Early planning
Upon the December 2017 ratification of the first Trump administration's Space Policy Directive 1, a crewed lunar campaign—later known as the Artemis program—using the Orion Multi-Purpose Crew Vehicle (MPCV) and a space station in lunar orbit was established. Originally billed as Exploration Mission-3 (EM-3), the goal of the mission was to send four astronauts into a near-rectilinear halo orbit around the Moon and deliver the ESPRIT and U.S. Utilization Module to the now cancelled lunar space station, known as the Gateway.[22]
By May 2019, however, ESPRIT and the U.S. Utilization Module—renamed HALO—were re-manifested to fly separately on a commercial launch vehicle. ArtemisIII, as it was billed, was repurposed to accelerate the first crewed lunar landing of the Artemis program by the end of 2024, with a profile that would have seen the OrionMPCV rendezvous with a minimal Gateway space station made up of only the Power and Propulsion Element and a small habitat and docking node with an attached commercially procured lunar lander known as the Human Landing System (HLS).[23] By early 2020, plans for Orion and the HLS to rendezvous with the Gateway were abandoned in favor of direct docking of Orion and HLS, and delivery of the Gateway after ArtemisIII.[24][25]
Delays
On August 10, 2021, a U.S. government Office of Inspector General audit reported a conclusion that the spacesuits would not be ready until April 2025 at the earliest, likely delaying the mission from the planned late 2024 launch date.[26] Axiom Space will design the space suits, with collaboration from fashion house Prada.[27] On November 9, 2021, the Administrator of NASA, Bill Nelson, confirmed that Artemis III would launch no earlier than 2025.[28]

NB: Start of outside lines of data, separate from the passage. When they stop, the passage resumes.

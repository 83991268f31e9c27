//! Per-hart bookkeeping.
//!
//! Hart bring-up and scheduling live outside this core; what remains
//! here is the minimum [`id()`] primitive the locking layer needs to
//! record which hart is holding a spinlock.

use core::sync::atomic::{AtomicUsize, Ordering};

/// Sentinel stored by a lock that nothing currently holds.
pub const INVALID_CPUID: usize = usize::MAX;

static CURRENT: AtomicUsize = AtomicUsize::new(0);

/// Returns the id of the hart executing this code.
///
/// In a full boot sequence this reads a per-hart register set up at
/// startup; this core is given a single logical hart and exposes it as
/// a settable cell so callers outside of boot can still be tested.
pub fn id() -> usize {
    CURRENT.load(Ordering::Relaxed)
}

/// Overrides the hart id returned by [`id()`].
///
/// Intended for boot code and for tests that want to simulate more
/// than one hart contending for a lock.
pub fn set_id(id: usize) {
    CURRENT.store(id, Ordering::Relaxed);
}
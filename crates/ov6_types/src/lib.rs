//! Borrowed and owned byte-string types used for filenames.
#![cfg_attr(not(test), no_std)]

#[cfg(feature = "alloc")]
extern crate alloc;

pub mod os_str;
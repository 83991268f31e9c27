//! Collaborator interfaces this core consumes but does not implement.
//!
//! Each trait here stands in for a layer that, in a complete kernel,
//! is wired up by boot code and backed by real hardware: an on-disk
//! filesystem driver, a page-table implementation, a scheduler's run
//! queue, and the architecture-specific half of signal delivery. None
//! of that belongs in this crate; what does belong is the contract
//! [`crate::dcache`], [`crate::zonemap`], and [`crate::signal`] expect
//! from it.

use alloc::boxed::Box;
use core::any::Any;

use ov6_fs_types::InodeNo;

use crate::{dcache::DeviceNo, error::KernelError, signal::StackKind};

/// Opaque, driver-owned data a dentry carries alongside its inode.
///
/// The dentry cache never inspects this; it only holds it and hands it
/// back to the driver that produced it.
pub type FsData = Box<dyn Any + Send>;

/// The filesystem driver bound to one device.
///
/// Implemented once per mounted filesystem type; [`crate::dcache`]
/// looks one up by [`DeviceNo`] and calls through it whenever a dentry
/// needs its inode populated, written back, or released.
pub trait FilesystemDriver: Send + Sync {
    /// Reads inode `ino` from disk into a fresh, driver-owned buffer.
    fn read_inode(&self, ino: InodeNo) -> Result<Box<[u8]>, KernelError>;

    /// Writes a possibly-modified inode buffer back to disk.
    fn write_inode(&self, ino: InodeNo, inode: &[u8]) -> Result<(), KernelError>;

    /// Releases an inode whose link count has dropped to zero,
    /// reclaiming its on-disk storage.
    fn free_inode(&self, ino: InodeNo) -> Result<(), KernelError>;

    /// Produces the opaque per-dentry data this driver wants attached
    /// to a freshly allocated dentry for `ino`.
    fn get_fsdata(&self, ino: InodeNo) -> FsData;
}

/// A process's address space, as seen by signal dispatch.
///
/// Setting up a signal handler's stack frame needs to read and write
/// user memory belonging to whatever process owns the target thread;
/// the page-table implementation backing that is not this crate's
/// concern.
pub trait AddressSpace {
    /// Makes this address space the one active on the current hart.
    fn load(&self);

    /// Prepares the page containing `addr` for an in-place kernel
    /// write, breaking copy-on-write sharing if necessary.
    fn prepare_for_write(&self, addr: usize) -> Result<(), KernelError>;
}

/// Architecture-specific half of the signal trampoline protocol.
///
/// The generic state machine in [`crate::signal`] decides *when* a
/// signal is delivered and *what* bookkeeping that requires; it calls
/// through this trait for the part that depends on the actual trapframe
/// layout and calling convention.
pub trait SignalStackOps {
    /// Rewrites the target thread's trapframe so that, once resumed,
    /// it enters the signal-handling trampoline with the right
    /// arguments and a return path back into the kernel.
    ///
    /// Returns whether the handler runs on the thread's existing
    /// trapframe or a freshly built stack, so [`crate::signal`] can
    /// pick the right invariant to check on restore.
    fn prepare_stack(&self, signo: u32, old_sp: usize) -> Result<StackKind, KernelError>;

    /// Reads back whatever [`prepare_stack`](Self::prepare_stack) left
    /// behind, restoring the thread's pre-signal stack pointer.
    fn restore_stack(&self) -> Result<usize, KernelError>;
}

/// The run-queue half of signal delivery.
///
/// A signal delivered to a thread that is blocked (not runnable) needs
/// to cancel that block and make the thread runnable again; conversely,
/// a thread that re-blocks while handling a signal needs to be taken
/// back off the run queue. Both are scheduler operations this crate
/// does not own.
pub trait Scheduler {
    fn enqueue(&self, thread: usize);
    fn dequeue(&self, thread: usize);

    /// Switches away from the current thread without saving its
    /// context, because the caller has already decided this thread
    /// will never run again in its current state.
    fn resched_dont_save_context(&self) -> !;
}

In June 2023, Jim Free, NASA's associate administrator for exploration systems development, said that launch would "probably" be no earlier than 2026.[29][30] Later in December 2023, the U.S. Government Accountability Office reported the mission was unlikely to occur before 2027.
Development and funding
In March 2024, NASA announced the scientific instruments to be included on the mission were a compact, autonomous seismometer suite called the Lunar Environment Monitoring Station, or LEMS. LEMS will characterize the regional structure of the Moon's crust and mantle to inform the development of lunar formation and evolution models. Another instrument is Lunar Effects on Agricultural Flora, a.k.a. LEAF, which will investigate the impact of the lunar surface environment on space crops. The third instrument is the Lunar Dielectric Analyzer, or LDA, an internationally contributed payload that will measure the regolith's ability to propagate an electric field.[34]
On May 2, 2025, the second Trump administration released its fiscal year 2026 budget proposal, which proposed canceling the SLS and Orion spacecraft after Artemis III due to the former's cost of $4 billion per launch.[35] However, on July 4, 2025, President Donald Trump signed the One Big Beautiful Bill Act into law, which included provisions that allocated funding for continued development and operation of the SLS and Orion spacecraft beyond Artemis III.[36]
On August 18, 2025, NASA reported that it had begun processing the SLS core stage's completed bottom fifth (to which the engines will be attached) at the Kennedy Space Center's Vehicle Assembly Building
Post-Artemis II landing
The Artemis III mission is slated for possible improvements from the design of the Artemis II, including the resolution of the helium leak in the Integrity 's propulsion system and an upgrade of the toilet system that malfunctioned during the mission.[40] NASA administrator Jared Isaacman stated that the Artemis III crew will be revealed in the near future for the next mission in the space program.[41]
On April 20, 2026, it has been confirmed that in Louisiana, crews will roll out much of the Artemis III Space Launch System rocket out of the NASA Michoud Assembly Facility in New Orleans. Parts of the rocket's core will be moved onto the NASA Pegasus barge, which will move to Kennedy Space Center, taking around six days.[42]